「そう、今日も来ないんだ」
夜11時47分。ジュヒはベッドの左端、夫がいるはずの空白をしばらく見つめていた。シーツはいつものように清潔だった。冷蔵庫の扉を閉める音も、足音も、何も聞こえない。*彼がいない1,826日目。*数字はなぜこんなにぴったりと合うのだろう。
手が届いたヘッドボードのすきま。爪で引っかいた溝から、紙片が半分だけ顔を出していた。黄ばんだ付箋。夫の字、そして5文字。
ごめん。もうあなたを愛せなくなった。
なぜ今さら「愛が冷めた」を言葉にしなかったのか
ただ枕を二つ並べなくなったり、メッセージの返事を一日遅らせたり、手を避けることで流してしまった。言葉は後手に回り、紙の上だけに残された。
私はいつから気づいていたのだろう。 彼が寝るべき場所が次第に冷たくなるのを感じながら、私たちは一緒に横になっていないという事実を目を閉じても知っていた。あの頃からだったのかもしれない。
ヒジョンの話
「離婚届の『原因』って欄になんて書くか悩んで、結局『会話不足』って書いたの」
江南のどこかのバーで出会ったヒジョン(38)は、ベースのグラスをくるくる回しながら言った。彼女は結婚6年目に夫と別々のベッドを始めた。2年後には別々の部屋まで行き着き、彼はゲストルームのベッドに埃をかぶったノートPCを置いて眠るようになった。
「朝のコーヒーも、台所の物音も、匂いもなかったの。 ある朝、シーツの端に貼られたメモ。『あなたが出ていってから、照明のスイッチの位置を変えた。暗くしたの』って。読んで初めて『あ、私たち終わってるんだ』って実感した」
並行ベッド
カウンセリングルームで出会った3組の夫婦は、みんな机の片隅に「ベッドを別にする理由」を書いた札を置いていた。彼らはこう言った。

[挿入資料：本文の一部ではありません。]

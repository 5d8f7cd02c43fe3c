//! Fuzz target for SQL signature, truncation and scope reduction.

#![no_main]

use arbitrary::Arbitrary;
use libfuzzer_sys::fuzz_target;
use trim_telemetry::aggregate::{sql_signature, truncate_sql, DatabaseReducer};
use trim_telemetry::capture::RawQuery;

#[derive(Debug, Arbitrary)]
struct ScopeInput {
    statements: Vec<(String, String)>,
    signature_chars: u8,
    sql_max_chars: u8,
}

fuzz_target!(|input: ScopeInput| {
    let reducer = DatabaseReducer {
        signature_chars: usize::from(input.signature_chars).max(1),
        sql_max_chars: usize::from(input.sql_max_chars).max(16),
    };

    let events: Vec<_> = input
        .statements
        .iter()
        .map(|(sql, time)| {
            let _ = sql_signature(sql, reducer.signature_chars);
            let _ = truncate_sql(sql, reducer.sql_max_chars);
            RawQuery::new(sql.as_str(), time.as_str()).to_event()
        })
        .collect();

    let stats = reducer.reduce(&events);
    assert_eq!(stats.count as usize, events.len());
});
//! Performance flags and the per-test performance block.

use serde::{Deserialize, Serialize};

use super::percentile::PercentileSnapshot;

#[derive(Debug, Clone, Copy, PartialEq, Eq, Serialize, Deserialize)]
#[serde(rename_all = "snake_case")]
pub enum PerformanceFlag {
    VerySlow,
    Slow,
    HighDbQueries,
    ModerateDbQueries,
    NetworkCallsBlocked,
}

/// Flag thresholds. Comparisons are strict (`>`).
#[derive(Debug, Clone, Copy, PartialEq, Eq)]
pub struct Thresholds {
    pub slow_ms: u64,
    pub very_slow_ms: u64,
    pub moderate_queries: u64,
    pub high_queries: u64,
}

impl Default for Thresholds {
    fn default() -> Self {
        Self {
            slow_ms: 2000,
            very_slow_ms: 5000,
            moderate_queries: 50,
            high_queries: 100,
        }
    }
}

impl Thresholds {
    /// Flags in priority order: duration, then query volume, then network.
    pub fn flags(&self, duration_ms: u64, query_count: u64, network_activity: bool) -> Vec<PerformanceFlag> {
        let mut flags = Vec::new();

        if duration_ms > self.very_slow_ms {
            flags.push(PerformanceFlag::VerySlow);
        } else if duration_ms > self.slow_ms {
            flags.push(PerformanceFlag::Slow);
        }

        if query_count > self.high_queries {
            flags.push(PerformanceFlag::HighDbQueries);
        } else if query_count > self.moderate_queries {
            flags.push(PerformanceFlag::ModerateDbQueries);
        }

        if network_activity {
            flags.push(PerformanceFlag::NetworkCallsBlocked);
        }
        flags
    }

    pub fn performance(
        &self,
        duration_ms: u64,
        query_count: u64,
        network_activity: bool,
        run: PercentileSnapshot,
    ) -> PerformanceBlock {
        PerformanceBlock {
            duration_ms,
            p50_duration_ms: run.p50,
            p95_duration_ms: run.p95,
            p99_duration_ms: run.p99,
            is_slow: duration_ms > self.very_slow_ms,
            is_db_heavy: query_count > self.moderate_queries,
            is_network_heavy: network_activity,
            flags: self.flags(duration_ms, query_count, network_activity),
        }
    }
}

/// Performance section of a test record. Percentiles are run-wide, taken
/// after this test's duration joined the history.
#[derive(Debug, Clone, Default, PartialEq, Serialize, Deserialize)]
pub struct PerformanceBlock {
    pub duration_ms: u64,
    pub p50_duration_ms: f64,
    pub p95_duration_ms: f64,
    pub p99_duration_ms: f64,
    pub is_slow: bool,
    pub is_db_heavy: bool,
    pub is_network_heavy: bool,
    pub flags: Vec<PerformanceFlag>,
}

「いびきがうるさいんじゃない。相手の息づかいすら耐えられないんだ」 「指先がちょっと触れるのも我慢できないって、毎晩感じていた」
タブーはどこから始まるのか。横たわっていたふたつの体が熱を帯びていた頃、言葉なんていらなかった。今では冷えきった体の間を流れる沈黙は次第に大きくなり、いつしか温室ではなく氷のトンネルになっていた。
メモを破れなかった理由
ジュヒはその付箋をそのままにした。再び溝へと戻した。
なぜ捨てられないのだろう。 もしかしたら5年後、10年後、傷が骨のように固まった頃に再び確かめたくなるからか。それとも、夫が帰ってきて一緒に読む日が来るかもしれないという終わりなき仮定のせいか。
愛は終わった。でも「終わった」という言葉は終わらない。
クラブの集まり
古い友人・ジスちゃんの家に遊びに行ったら、彼女が夫と別れてから寝室を手垢だらけのアトリエに変えていた。キャンバスに濃い紺の絵具がまだ乾いていない。
「ここにはもう誰も横にならないから。だから私が横になって描けるの」
彼女は言った。 「ベッドは結局、ふたりが横になって初めて完成する絵だったの。ひとりで横になると、ただの四角い枠にすぎない」
ふと浮かぶ問い
あなたが今横たわっているベッド、その上に置きたい言葉は何だろう。
あるいは、すでに書き記した言葉が、まだ口に出せないまま今日もあなたの隣に横たわっていないだろうか。